MapStory Projects

Mapstory is an online community, a "wikipedia of maps" of sorts that I have begun freelancing with. As a user, you can upload maps, download maps, and create maps in the site itself, using tools to draw and manipulate features. This allows people to crowdsource the creation of maps of any kind. As all maps are associated with a time, any map or set of maps can be presented as a story that can be animated, called a "storylayer", which can in turn be combined into a "mapstory". While mapstories can show any events or trends such as wars or the spread of diseases, or the population and immigration, there will also be MapStory Local, a comprehensive mapstory where one can type in a year, say "1900", and see the way the world was then, including every border, road, and building, and the use of land or the environment for which there is a record of.
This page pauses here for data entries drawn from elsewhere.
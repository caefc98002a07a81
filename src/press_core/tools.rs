//! External tool dependency checks.
//!
//! The encoder, ffmpeg and ffprobe must all be invocable before a session
//! may start. Each is probed with a version-style invocation; a passing
//! check is cached for the life of the process so the gate stays cheap.

use std::process::Command;
use std::sync::atomic::{AtomicBool, Ordering};
use std::time::Duration;

use tracing::{error, info};

use crate::press_core::config::Config;
use crate::process_ext::run_with_timeout;

const VERSION_CHECK_TIMEOUT: Duration = Duration::from_secs(10);

static DEPENDENCIES_OK: AtomicBool = AtomicBool::new(false);

#[derive(Debug, Clone)]
pub struct DependencyReport {
    pub missing: Vec<String>,
}

impl DependencyReport {
    pub fn ok(&self) -> bool {
        self.missing.is_empty()
    }
}

fn tool_available(name: &str, program: &str, args: &[&str]) -> bool {
    let mut cmd = Command::new(program);
    cmd.args(args);
    match run_with_timeout(cmd, VERSION_CHECK_TIMEOUT) {
        Ok(output) if output.success() => {
            info!(tool = name, "dependency is available");
            true
        }
        Ok(output) => {
            error!(
                tool = name,
                code = output.status.code().unwrap_or(-1),
                "dependency check failed"
            );
            false
        }
        Err(err) => {
            error!(tool = name, error = %err, "dependency not found");
            false
        }
    }
}

/// Probe the encoder, ffmpeg and ffprobe. A previous all-clear is reused.
pub fn check_dependencies(config: &Config) -> DependencyReport {
    if DEPENDENCIES_OK.load(Ordering::Relaxed) {
        return DependencyReport { missing: Vec::new() };
    }

    let encoder = config.compression.encoder_path.as_str();
    let mut missing = Vec::new();
    if !tool_available(encoder, encoder, &["--version"]) {
        missing.push(encoder.to_string());
    }
    if !tool_available("ffmpeg", "ffmpeg", &["-version"]) {
        missing.push("ffmpeg".to_string());
    }
    if !tool_available("ffprobe", "ffprobe", &["-version"]) {
        missing.push("ffprobe".to_string());
    }

    if missing.is_empty() {
        DEPENDENCIES_OK.store(true, Ordering::Relaxed);
    } else {
        error!(missing = %missing.join(", "), "missing dependencies");
    }
    DependencyReport { missing }
}

#[cfg(test)]
mod tests {
    use super::*;

    #[test]
    fn nonexistent_tool_reports_missing() {
        assert!(!tool_available(
            "bogus",
            "/nonexistent/bogus-tool",
            &["--version"]
        ));
    }

    #[cfg(unix)]
    #[test]
    fn plain_shell_counts_as_available() {
        // `sh -c "exit 0"` stands in for a version probe that exits cleanly.
        assert!(tool_available("sh", "sh", &["-c", "exit 0"]));
    }
}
MapStory Local is starting with Ames, Iowa, which can be viewed in the following video.
To see it within mapstory, click here: http://mapstory.org/maps/475/view


I am going to be engaged in making maps myself, and documentation of how one uses mapstory. Maps will include:
*To launch MapStory Local, the growth of Ames, Iowa from the time of its founding, including every land sale, building and road, as well as events and embedded images, videos and other content. I will document this thoroughly for other communities, and perhaps very rapidly, every community where there are records across the world will do the same, and you can eventually see any city the way it was in years past. See link above.
*The Ramayana and Mahabharata, mapped according to the story and the places on the Indian Subcontinent
*Major border changes of states and sovereign entities. Much of the work has already been done, and I would only engage in some small parts of it, especially perhaps the interaction with Native American tribes in the United States among others.
*Population density, with change over time

I thought of the idea that mapstory became when I was in Middle School, when I used Encarta World Atlas. As the internet evolved, so did my idea. I started pursuing the idea towards the end of 2011, and made a video overview of it (the original page can be viewed here). Christopher Tucker, the mastermind behind Mapstory (who thought of the idea when seeing JSTOR in 1994) saw the videos and I naturally joined their effort, which is extremely fortunate.